Comprehensive visual identity for the brand
Lifestyle magazine.
HOEK is an integrated project that combines urban narrative with street aesthetics, extending across various media: print, fashion, and web. It represents a modern approach to visual design, where the magazine becomes a cultural statement, the clothing acts as a carrier of identity, and the website serves as a digital archive and distribution platform.
The Challenge
A desire to create a brand that combines fashion with culture.
The Goal
To create a complete, cohesive visual identity that works effectively in both print and digital media.

I conducted my own interviews with a local painter and a girl who skateboards. Additionally, I incorporated excerpts from interviews from other sources (blogs, podcasts). These stories became the core of the magazine’s content, they added authenticity and showed that HOEK is not just an aesthetic, but real voices.
Moodboard
The moodboard was created as the starting point for the entire HOEK visual identity. It brought together photographs, textures, typography experiments, magazine spreads, street tags, skate culture references, details and underground zine aebrutalist architecturesthetics.
The website serves as a dedicated platform for selling the limited clothing collection inspired by the project's raw, urban aesthetic. It acts as a complement to the primary medium — the printed magazine.
What was created?
HOEK Magazine – a physical edition (cover hand-spray-painted) Website – a dedicated platform for selling a limited clothing collection. T-shirts – a limited series of shirts featuring the HOEK logo and graphics.

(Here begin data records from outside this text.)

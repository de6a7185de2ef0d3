mod assistant_routes;
mod auth_routes;
mod catalog_routes;
pub mod config;
mod http_layers;
pub mod metrics;
mod mood_routes;
mod responses;
pub mod server;
pub(self) mod session;
pub mod state;

pub use config::ServerConfig;
pub use http_layers::*;
pub use responses::GENERIC_FAILURE;
#[allow(unused_imports)] // Used by main.rs
pub use server::run_server;
use crate::mood::MoodRecord;
use thiserror::Error;

#[derive(Debug, Error)]
pub enum StorageError {
    #[error("Database error: {0}")]
    Database(#[from] rusqlite::Error),

    #[error("Stored history could not be decoded: {0}")]
    Serialization(#[from] serde_json::Error),
}

/// Per-user, insertion-ordered sequence of mood records.
///
/// Every mutation rewrites the user's whole history. There is no protection
/// against concurrent writers for the same user: the last write wins.
pub trait MoodHistoryStore: Send + Sync {
    /// A user without history gets an empty sequence, not an error.
    fn load(&self, user_id: usize) -> Result<Vec<MoodRecord>, StorageError>;

    /// Creates the history as `[record]` if the user has none yet.
    fn append(&self, user_id: usize, record: MoodRecord) -> Result<(), StorageError>;

    /// Removes the record at `index` (insertion order). Returns false, and
    /// writes nothing, when `index` is out of range.
    fn delete_at(&self, user_id: usize, index: usize) -> Result<bool, StorageError>;

    fn clear(&self, user_id: usize) -> Result<(), StorageError>;
}
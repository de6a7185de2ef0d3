use anyhow::Result;
use clap::Parser;
use std::sync::Arc;
use std::time::Duration;
use std::{fmt::Debug, path::PathBuf};
use tracing::{info, level_filters::LevelFilter, warn};
use tracing_subscriber::{layer::SubscriberExt, util::SubscriberInitExt, EnvFilter};

use moodify_server::assistant::MoodAssistant;
use moodify_server::catalog::{CatalogSearch, NoOpCatalog, SpotifyCatalog};
use moodify_server::config::{self, AppConfig, FileConfig};
use moodify_server::llm::{GeminiProvider, LlmProvider, NoOpLlmProvider};
use moodify_server::mood::{MoodClassifier, MoodService};
use moodify_server::mood_history::SqliteMoodHistoryStore;
use moodify_server::server::{metrics, run_server, RequestsLoggingLevel, ServerConfig};
use moodify_server::user::{SqliteUserStore, UserManager};

fn parse_path(s: &str) -> Result<PathBuf, String> {
    let path_buf = PathBuf::from(s);
    let original_path = match path_buf.canonicalize() {
        Ok(path) => path,
        Err(msg) => {
            if msg.kind() == std::io::ErrorKind::NotFound {
                path_buf
            } else {
                return Err(format!("Error resolving path '{}': {}", s, msg));
            }
        }
    };
    if original_path.is_absolute() {
        return Ok(original_path);
    }
    let cwd = std::env::current_dir().map_err(|e| format!("Failed to get current dir: {}", e))?;
    Ok(cwd.join(original_path))
}

fn parse_dir(s: &str) -> Result<PathBuf, String> {
    let path = parse_path(s)?;
    if !path.exists() {
        return Err(format!("Directory does not exist: {}", s));
    }
    if !path.is_dir() {
        return Err(format!("Path is not a directory: {}", s));
    }
    Ok(path)
}

#[derive(Parser, Debug)]
struct CliArgs {
    /// Path to TOML configuration file. Values in the file override CLI arguments.
    #[clap(long, value_parser = parse_path)]
    pub config: Option<PathBuf>,

    /// Directory containing database files (user.db, mood.db).
    /// Can also be specified in config file.
    #[clap(long, value_parser = parse_dir)]
    pub db_dir: Option<PathBuf>,

    /// The port to listen on.
    #[clap(short, long, default_value_t = 3001)]
    pub port: u16,

    /// The port for the metrics server (Prometheus scraping).
    #[clap(long, default_value_t = 9091)]
    pub metrics_port: u16,

    /// The level of logging to perform on each request.
    #[clap(long, default_value = "path")]
    pub logging_level: RequestsLoggingLevel,

    /// Path to the frontend directory to be statically served.
    #[clap(long)]
    pub frontend_dir_path: Option<String>,

    /// Origin allowed to call the API from a browser.
    #[clap(long)]
    pub client_origin: Option<String>,

    /// API key of the Gemini text generation service.
    #[clap(long, env = "GEMINI_API_KEY", hide_env_values = true)]
    pub gemini_api_key: Option<String>,

    #[clap(long)]
    pub gemini_model: Option<String>,

    #[clap(long)]
    pub gemini_base_url: Option<String>,

    #[clap(long, env = "SPOTIFY_CLIENT_ID")]
    pub spotify_client_id: Option<String>,

    #[clap(long, env = "SPOTIFY_CLIENT_SECRET", hide_env_values = true)]
    pub spotify_client_secret: Option<String>,
}

/// Convert CLI args to CliConfig for config resolution
impl From<&CliArgs> for config::CliConfig {
    fn from(args: &CliArgs) -> Self {
        config::CliConfig {
            db_dir: args.db_dir.clone(),
            port: args.port,
            metrics_port: args.metrics_port,
            logging_level: args.logging_level.clone(),
            frontend_dir_path: args.frontend_dir_path.clone(),
            client_origin: args.client_origin.clone(),
            gemini_api_key: args.gemini_api_key.clone(),
            gemini_model: args.gemini_model.clone(),
            gemini_base_url: args.gemini_base_url.clone(),
            spotify_client_id: args.spotify_client_id.clone(),
            spotify_client_secret: args.spotify_client_secret.clone(),
        }
    }
}

fn make_llm_provider(app_config: &AppConfig) -> Arc<dyn LlmProvider> {
    let settings = &app_config.classifier;
    match &settings.api_key {
        Some(api_key) => {
            info!("Using Gemini model {}", settings.model);
            Arc::new(GeminiProvider::new(
                settings.base_url.clone(),
                settings.model.clone(),
                api_key.clone(),
            ))
        }
        None => {
            warn!("No Gemini API key configured, every mood will be classified as the default");
            Arc::new(NoOpLlmProvider)
        }
    }
}

fn make_catalog(app_config: &AppConfig) -> Result<Arc<dyn CatalogSearch>> {
    let settings = &app_config.catalog;
    match settings.credentials() {
        Some((client_id, client_secret)) => Ok(Arc::new(SpotifyCatalog::new(
            settings.accounts_url.clone(),
            settings.api_url.clone(),
            client_id,
            client_secret,
            Duration::from_secs(settings.timeout_sec),
        )?)),
        None => {
            warn!("No Spotify credentials configured, song searches will come back empty");
            Ok(Arc::new(NoOpCatalog))
        }
    }
}

#[tokio::main]
async fn main() -> Result<()> {
    let cli_args = CliArgs::parse();

    tracing_subscriber::registry()
        .with(tracing_subscriber::fmt::layer())
        .with(
            EnvFilter::builder()
                .with_default_directive(LevelFilter::INFO.into())
                .with_env_var("LOG_LEVEL")
                .from_env_lossy(),
        )
        .try_init()?;

    let file_config = match &cli_args.config {
        Some(path) => {
            info!("Loading config from {:?}", path);
            Some(FileConfig::load(path)?)
        }
        None => None,
    };
    let app_config = AppConfig::resolve(&(&cli_args).into(), file_config)?;

    metrics::init_metrics();

    info!("Opening user store at {:?}", app_config.user_db_path());
    let user_store = SqliteUserStore::new(app_config.user_db_path())?;
    let user_manager = UserManager::new(Box::new(user_store));

    info!("Opening mood history at {:?}", app_config.mood_db_path());
    let history = Arc::new(SqliteMoodHistoryStore::new(app_config.mood_db_path())?);

    let provider = make_llm_provider(&app_config);
    let catalog = make_catalog(&app_config)?;
    let timeout = Duration::from_secs(app_config.classifier.timeout_sec);

    let mood_service = MoodService::new(
        MoodClassifier::new(provider.clone(), timeout),
        history,
        catalog.clone(),
    );
    let assistant = MoodAssistant::new(provider, timeout);

    let server_config = ServerConfig {
        requests_logging_level: app_config.logging_level.clone(),
        port: app_config.port,
        frontend_dir_path: app_config.frontend_dir_path.clone(),
        client_origin: app_config.client_origin.clone(),
    };

    tokio::select! {
        result = run_server(
            server_config,
            app_config.metrics_port,
            user_manager,
            mood_service,
            assistant,
            catalog,
        ) => {
            info!("HTTP server stopped: {:?}", result);
            result
        },
        _ = tokio::signal::ctrl_c() => {
            info!("Received Ctrl+C, shutting down");
            Ok(())
        }
    }
}
use super::models::{Mood, MoodRecord};
use serde::Serialize;

#[derive(Debug, Clone, PartialEq, Serialize)]
pub struct MoodShare {
    pub mood: Mood,
    pub count: usize,
    /// Share of the whole history, rounded to one decimal.
    pub percentage: f64,
}

/// Aggregated view over a mood history. Never persisted, always recomputed
/// from the full sequence.
#[derive(Debug, Clone, PartialEq, Serialize)]
pub struct InsightSnapshot {
    pub total: usize,
    /// Moods in order of first occurrence in the history.
    pub distribution: Vec<MoodShare>,
    pub dominant_mood: Option<Mood>,
    pub distinct_moods: usize,
}

impl InsightSnapshot {
    pub fn compute(history: &[MoodRecord]) -> Self {
        let mut counts: Vec<(Mood, usize)> = Vec::new();
        for record in history {
            match counts.iter_mut().find(|(mood, _)| *mood == record.mood) {
                Some((_, count)) => *count += 1,
                None => counts.push((record.mood.clone(), 1)),
            }
        }

        let total = history.len();
        let mut dominant: Option<&(Mood, usize)> = None;
        for entry in &counts {
            // Strictly greater keeps the earliest mood on ties.
            if dominant.map_or(true, |(_, best)| entry.1 > *best) {
                dominant = Some(entry);
            }
        }
        let dominant_mood = dominant.map(|(mood, _)| mood.clone());
        let distinct_moods = counts.len();

        let distribution = counts
            .into_iter()
            .map(|(mood, count)| MoodShare {
                mood,
                count,
                percentage: percentage(count, total),
            })
            .collect();

        Self {
            total,
            distribution,
            dominant_mood,
            distinct_moods,
        }
    }

    pub fn is_empty(&self) -> bool {
        self.total == 0
    }

    pub fn count_of(&self, mood: &Mood) -> usize {
        self.distribution
            .iter()
            .find(|share| share.mood == *mood)
            .map_or(0, |share| share.count)
    }

    /// Human readable summary, e.g. "Your mood distribution is: 66.7% happy,
    /// 33.3% sad. You seem to experience 2 different moods regularly."
    pub fn summary(&self) -> String {
        if self.is_empty() {
            return "No mood analysis available.".to_string();
        }
        let parts = self
            .distribution
            .iter()
            .map(|share| format!("{:.1}% {}", share.percentage, share.mood))
            .collect::<Vec<_>>()
            .join(", ");
        format!(
            "Your mood distribution is: {}. You seem to experience {} different moods regularly.",
            parts, self.distinct_moods
        )
    }
}

fn percentage(count: usize, total: usize) -> f64 {
    if total == 0 {
        return 0.0;
    }
    let raw = count as f64 / total as f64 * 100.0;
    (raw * 10.0).round() / 10.0
}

Stickers – a sticker pack with logo variations. Posters – a series of promotional and artistic posters.
The poster creation process was inspired by experimenting with a scanner. Instead of classic digital design, I put into the scanner physical elements: hand-drawn tags, cut pieces of paper. Intentionally I moved objects during scanning, lightly I lifted the cover in order to let in light, I applied layers multiple times and extremely I changed contrast. These raw scans became the base for the posters.
The T-shirts were made using screen printing. They were purchased second-hand and then screen-printed.
Outcomes
The project resulted in a cohesive multi-medium brand that bridges print culture and street fashion. I learned the power of authentic, hands-on elements (like hand-sprayed covers and real interviews) in building emotional connection.